Starting with the line containing "# Module Structure" and going on through the line containing "(camera, image folders)", return the lines of the data below exactly, and only those.

START Input data

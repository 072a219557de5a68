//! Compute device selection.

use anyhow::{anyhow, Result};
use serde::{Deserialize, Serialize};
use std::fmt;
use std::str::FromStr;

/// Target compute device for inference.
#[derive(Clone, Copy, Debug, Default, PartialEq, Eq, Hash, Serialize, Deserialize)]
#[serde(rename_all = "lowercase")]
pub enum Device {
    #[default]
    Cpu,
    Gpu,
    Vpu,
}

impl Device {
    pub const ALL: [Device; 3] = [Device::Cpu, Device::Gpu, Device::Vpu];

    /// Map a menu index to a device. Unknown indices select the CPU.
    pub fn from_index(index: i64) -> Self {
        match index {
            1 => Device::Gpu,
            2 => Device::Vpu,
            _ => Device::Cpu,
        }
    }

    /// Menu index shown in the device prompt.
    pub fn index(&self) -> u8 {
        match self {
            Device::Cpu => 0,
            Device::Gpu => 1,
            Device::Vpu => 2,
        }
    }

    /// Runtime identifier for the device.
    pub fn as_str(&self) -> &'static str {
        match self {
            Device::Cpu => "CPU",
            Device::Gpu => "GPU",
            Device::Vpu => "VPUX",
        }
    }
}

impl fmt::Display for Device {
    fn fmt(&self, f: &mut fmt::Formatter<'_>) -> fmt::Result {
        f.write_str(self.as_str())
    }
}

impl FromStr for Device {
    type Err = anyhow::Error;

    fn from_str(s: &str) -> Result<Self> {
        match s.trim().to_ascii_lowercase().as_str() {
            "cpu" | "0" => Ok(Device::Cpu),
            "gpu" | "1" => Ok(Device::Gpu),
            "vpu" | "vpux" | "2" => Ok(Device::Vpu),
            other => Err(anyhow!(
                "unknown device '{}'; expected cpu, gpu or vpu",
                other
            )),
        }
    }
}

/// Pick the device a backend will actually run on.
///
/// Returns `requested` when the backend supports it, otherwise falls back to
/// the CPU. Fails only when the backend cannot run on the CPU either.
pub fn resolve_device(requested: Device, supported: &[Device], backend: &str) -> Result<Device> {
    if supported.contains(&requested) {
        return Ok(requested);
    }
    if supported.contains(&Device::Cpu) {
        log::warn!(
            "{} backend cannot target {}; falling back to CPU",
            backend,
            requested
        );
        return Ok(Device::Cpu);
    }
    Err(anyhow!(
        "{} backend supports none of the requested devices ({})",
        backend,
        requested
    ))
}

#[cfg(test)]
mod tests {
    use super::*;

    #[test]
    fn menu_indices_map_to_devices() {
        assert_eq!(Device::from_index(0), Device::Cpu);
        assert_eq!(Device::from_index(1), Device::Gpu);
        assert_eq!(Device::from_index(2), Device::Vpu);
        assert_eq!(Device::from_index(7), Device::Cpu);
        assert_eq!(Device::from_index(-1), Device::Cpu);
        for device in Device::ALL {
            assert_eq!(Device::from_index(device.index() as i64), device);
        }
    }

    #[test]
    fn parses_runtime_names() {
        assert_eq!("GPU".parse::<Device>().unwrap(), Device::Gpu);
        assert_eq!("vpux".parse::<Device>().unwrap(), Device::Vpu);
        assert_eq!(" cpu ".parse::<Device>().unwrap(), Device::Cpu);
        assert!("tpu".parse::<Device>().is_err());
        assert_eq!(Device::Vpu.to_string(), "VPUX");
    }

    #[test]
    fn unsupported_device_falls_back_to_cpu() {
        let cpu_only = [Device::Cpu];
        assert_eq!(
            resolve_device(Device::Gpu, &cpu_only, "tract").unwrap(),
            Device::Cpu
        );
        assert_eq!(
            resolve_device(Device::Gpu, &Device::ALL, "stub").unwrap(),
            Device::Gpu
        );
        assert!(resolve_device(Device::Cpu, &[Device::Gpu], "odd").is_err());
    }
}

END Input data
START Input data

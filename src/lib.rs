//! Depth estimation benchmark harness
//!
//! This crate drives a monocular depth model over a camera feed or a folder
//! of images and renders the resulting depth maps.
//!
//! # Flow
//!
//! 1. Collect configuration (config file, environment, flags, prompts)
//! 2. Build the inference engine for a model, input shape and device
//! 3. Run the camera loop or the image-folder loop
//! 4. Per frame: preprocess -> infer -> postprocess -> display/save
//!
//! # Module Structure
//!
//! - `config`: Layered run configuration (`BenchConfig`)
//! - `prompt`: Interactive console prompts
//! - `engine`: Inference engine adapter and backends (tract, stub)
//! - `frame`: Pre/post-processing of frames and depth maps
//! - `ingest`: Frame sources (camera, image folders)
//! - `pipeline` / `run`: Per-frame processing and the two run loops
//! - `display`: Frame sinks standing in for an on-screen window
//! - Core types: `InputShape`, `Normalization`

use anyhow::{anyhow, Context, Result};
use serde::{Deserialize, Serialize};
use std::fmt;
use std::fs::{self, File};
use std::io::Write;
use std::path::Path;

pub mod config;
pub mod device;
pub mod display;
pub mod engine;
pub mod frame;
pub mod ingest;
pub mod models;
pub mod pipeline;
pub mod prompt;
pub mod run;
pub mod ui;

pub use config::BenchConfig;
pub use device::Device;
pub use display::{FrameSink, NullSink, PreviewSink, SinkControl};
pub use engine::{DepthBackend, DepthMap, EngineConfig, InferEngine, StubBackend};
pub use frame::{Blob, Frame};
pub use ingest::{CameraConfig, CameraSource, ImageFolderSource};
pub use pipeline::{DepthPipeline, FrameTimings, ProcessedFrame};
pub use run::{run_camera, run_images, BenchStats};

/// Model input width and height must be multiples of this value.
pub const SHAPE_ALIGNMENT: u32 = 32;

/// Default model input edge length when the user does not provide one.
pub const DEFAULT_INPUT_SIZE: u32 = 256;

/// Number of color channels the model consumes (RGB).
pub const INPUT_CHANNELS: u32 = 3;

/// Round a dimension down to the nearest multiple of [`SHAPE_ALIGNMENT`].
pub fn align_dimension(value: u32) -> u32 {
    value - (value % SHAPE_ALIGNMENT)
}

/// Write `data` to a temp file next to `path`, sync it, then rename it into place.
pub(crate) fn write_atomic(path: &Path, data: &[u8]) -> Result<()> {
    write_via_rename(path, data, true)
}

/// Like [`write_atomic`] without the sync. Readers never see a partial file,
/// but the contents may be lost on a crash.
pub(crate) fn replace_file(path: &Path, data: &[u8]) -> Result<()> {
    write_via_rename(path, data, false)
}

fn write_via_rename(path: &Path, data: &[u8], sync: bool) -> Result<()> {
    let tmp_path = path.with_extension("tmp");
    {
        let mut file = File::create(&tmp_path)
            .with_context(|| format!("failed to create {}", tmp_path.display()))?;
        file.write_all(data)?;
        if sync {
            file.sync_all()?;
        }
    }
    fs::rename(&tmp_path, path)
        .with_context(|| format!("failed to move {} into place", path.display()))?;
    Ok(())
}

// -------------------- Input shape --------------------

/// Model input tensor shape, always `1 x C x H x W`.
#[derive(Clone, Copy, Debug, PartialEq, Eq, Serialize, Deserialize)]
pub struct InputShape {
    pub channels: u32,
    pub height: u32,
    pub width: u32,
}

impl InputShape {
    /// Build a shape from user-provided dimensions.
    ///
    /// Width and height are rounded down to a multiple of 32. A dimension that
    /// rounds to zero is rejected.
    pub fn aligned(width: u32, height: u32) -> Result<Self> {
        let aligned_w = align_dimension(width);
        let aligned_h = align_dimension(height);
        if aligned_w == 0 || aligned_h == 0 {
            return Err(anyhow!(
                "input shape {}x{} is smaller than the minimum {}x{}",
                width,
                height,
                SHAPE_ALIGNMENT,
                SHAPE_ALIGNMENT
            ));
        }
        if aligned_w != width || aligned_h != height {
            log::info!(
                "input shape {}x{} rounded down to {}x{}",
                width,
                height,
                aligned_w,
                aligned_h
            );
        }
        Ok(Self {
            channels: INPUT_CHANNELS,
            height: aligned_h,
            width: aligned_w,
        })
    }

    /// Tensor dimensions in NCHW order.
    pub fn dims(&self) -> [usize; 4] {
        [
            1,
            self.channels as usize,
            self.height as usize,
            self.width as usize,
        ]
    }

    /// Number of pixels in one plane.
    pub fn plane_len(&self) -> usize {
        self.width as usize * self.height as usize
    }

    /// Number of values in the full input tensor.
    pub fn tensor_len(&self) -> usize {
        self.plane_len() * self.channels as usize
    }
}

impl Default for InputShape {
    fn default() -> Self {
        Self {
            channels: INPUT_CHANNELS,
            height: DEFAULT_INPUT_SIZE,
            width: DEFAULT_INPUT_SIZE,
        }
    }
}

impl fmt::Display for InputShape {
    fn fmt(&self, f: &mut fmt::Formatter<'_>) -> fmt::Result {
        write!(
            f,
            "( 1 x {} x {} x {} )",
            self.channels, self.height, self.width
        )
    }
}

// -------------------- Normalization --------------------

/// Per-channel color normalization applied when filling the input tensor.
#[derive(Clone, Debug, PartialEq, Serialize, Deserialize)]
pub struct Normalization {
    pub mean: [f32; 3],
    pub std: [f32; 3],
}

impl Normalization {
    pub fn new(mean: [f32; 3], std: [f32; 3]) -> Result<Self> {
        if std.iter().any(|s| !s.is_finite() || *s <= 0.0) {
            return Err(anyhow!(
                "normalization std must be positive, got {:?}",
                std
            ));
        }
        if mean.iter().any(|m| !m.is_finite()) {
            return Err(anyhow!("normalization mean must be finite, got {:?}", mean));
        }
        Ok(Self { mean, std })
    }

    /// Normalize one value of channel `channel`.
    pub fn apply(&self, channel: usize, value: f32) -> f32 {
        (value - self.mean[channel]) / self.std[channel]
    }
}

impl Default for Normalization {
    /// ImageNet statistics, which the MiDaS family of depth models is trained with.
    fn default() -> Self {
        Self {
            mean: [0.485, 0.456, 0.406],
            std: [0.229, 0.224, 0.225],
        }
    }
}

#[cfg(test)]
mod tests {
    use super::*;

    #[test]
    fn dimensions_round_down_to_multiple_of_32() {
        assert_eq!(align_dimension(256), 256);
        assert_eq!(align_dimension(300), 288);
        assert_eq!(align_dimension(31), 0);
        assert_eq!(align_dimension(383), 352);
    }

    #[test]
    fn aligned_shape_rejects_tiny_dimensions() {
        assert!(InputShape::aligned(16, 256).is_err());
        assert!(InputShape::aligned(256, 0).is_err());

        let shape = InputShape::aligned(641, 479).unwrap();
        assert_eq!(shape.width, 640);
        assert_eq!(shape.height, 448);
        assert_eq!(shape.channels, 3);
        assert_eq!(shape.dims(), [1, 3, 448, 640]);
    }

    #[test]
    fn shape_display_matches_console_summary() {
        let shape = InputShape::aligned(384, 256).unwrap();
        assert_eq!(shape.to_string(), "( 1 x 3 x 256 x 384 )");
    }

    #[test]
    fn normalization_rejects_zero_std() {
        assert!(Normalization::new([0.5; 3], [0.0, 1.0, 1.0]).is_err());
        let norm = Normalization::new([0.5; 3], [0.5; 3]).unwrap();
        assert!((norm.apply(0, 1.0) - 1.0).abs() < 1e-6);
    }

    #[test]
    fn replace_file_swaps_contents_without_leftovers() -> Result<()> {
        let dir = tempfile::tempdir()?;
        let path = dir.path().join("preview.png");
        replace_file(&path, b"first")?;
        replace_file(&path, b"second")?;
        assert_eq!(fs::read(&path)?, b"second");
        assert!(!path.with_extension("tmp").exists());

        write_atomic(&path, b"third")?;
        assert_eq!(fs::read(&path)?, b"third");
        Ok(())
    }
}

END Input data
START Input data

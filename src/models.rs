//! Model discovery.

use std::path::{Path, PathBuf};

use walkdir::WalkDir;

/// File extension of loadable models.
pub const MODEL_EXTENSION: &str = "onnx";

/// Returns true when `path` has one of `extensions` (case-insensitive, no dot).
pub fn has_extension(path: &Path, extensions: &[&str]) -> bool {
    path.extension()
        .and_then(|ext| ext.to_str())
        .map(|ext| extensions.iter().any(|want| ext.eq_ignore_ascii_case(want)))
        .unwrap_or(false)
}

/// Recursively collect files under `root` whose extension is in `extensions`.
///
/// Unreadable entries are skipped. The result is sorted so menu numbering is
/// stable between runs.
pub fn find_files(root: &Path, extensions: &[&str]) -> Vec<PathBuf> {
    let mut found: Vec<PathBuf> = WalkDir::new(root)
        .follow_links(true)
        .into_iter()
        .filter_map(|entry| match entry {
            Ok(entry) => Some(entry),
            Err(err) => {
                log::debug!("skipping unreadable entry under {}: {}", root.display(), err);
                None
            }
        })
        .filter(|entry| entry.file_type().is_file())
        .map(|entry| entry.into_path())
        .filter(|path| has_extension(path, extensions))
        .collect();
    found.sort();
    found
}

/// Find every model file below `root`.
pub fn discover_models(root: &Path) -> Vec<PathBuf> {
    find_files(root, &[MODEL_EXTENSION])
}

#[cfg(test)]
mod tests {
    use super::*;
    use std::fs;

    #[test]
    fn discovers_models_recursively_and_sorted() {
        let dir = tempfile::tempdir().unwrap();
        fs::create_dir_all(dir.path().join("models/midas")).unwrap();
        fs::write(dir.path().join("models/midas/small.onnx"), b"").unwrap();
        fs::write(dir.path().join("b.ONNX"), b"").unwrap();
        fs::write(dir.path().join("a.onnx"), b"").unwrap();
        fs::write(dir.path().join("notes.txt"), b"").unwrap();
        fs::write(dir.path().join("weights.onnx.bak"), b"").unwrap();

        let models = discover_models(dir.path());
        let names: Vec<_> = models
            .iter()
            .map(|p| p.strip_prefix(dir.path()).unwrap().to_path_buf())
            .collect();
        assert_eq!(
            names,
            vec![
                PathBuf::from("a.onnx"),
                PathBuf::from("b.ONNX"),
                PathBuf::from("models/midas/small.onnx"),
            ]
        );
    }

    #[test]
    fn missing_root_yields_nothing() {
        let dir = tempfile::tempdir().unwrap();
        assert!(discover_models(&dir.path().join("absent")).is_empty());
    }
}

END Input data

#### Exercise result
//! # Module Structure
//!
//! - `config`: Layered run configuration (`BenchConfig`)
//! - `prompt`: Interactive console prompts
//! - `engine`: Inference engine adapter and backends (tract, stub)
//! - `frame`: Pre/post-processing of frames and depth maps
//! - `ingest`: Frame sources (camera, image folders)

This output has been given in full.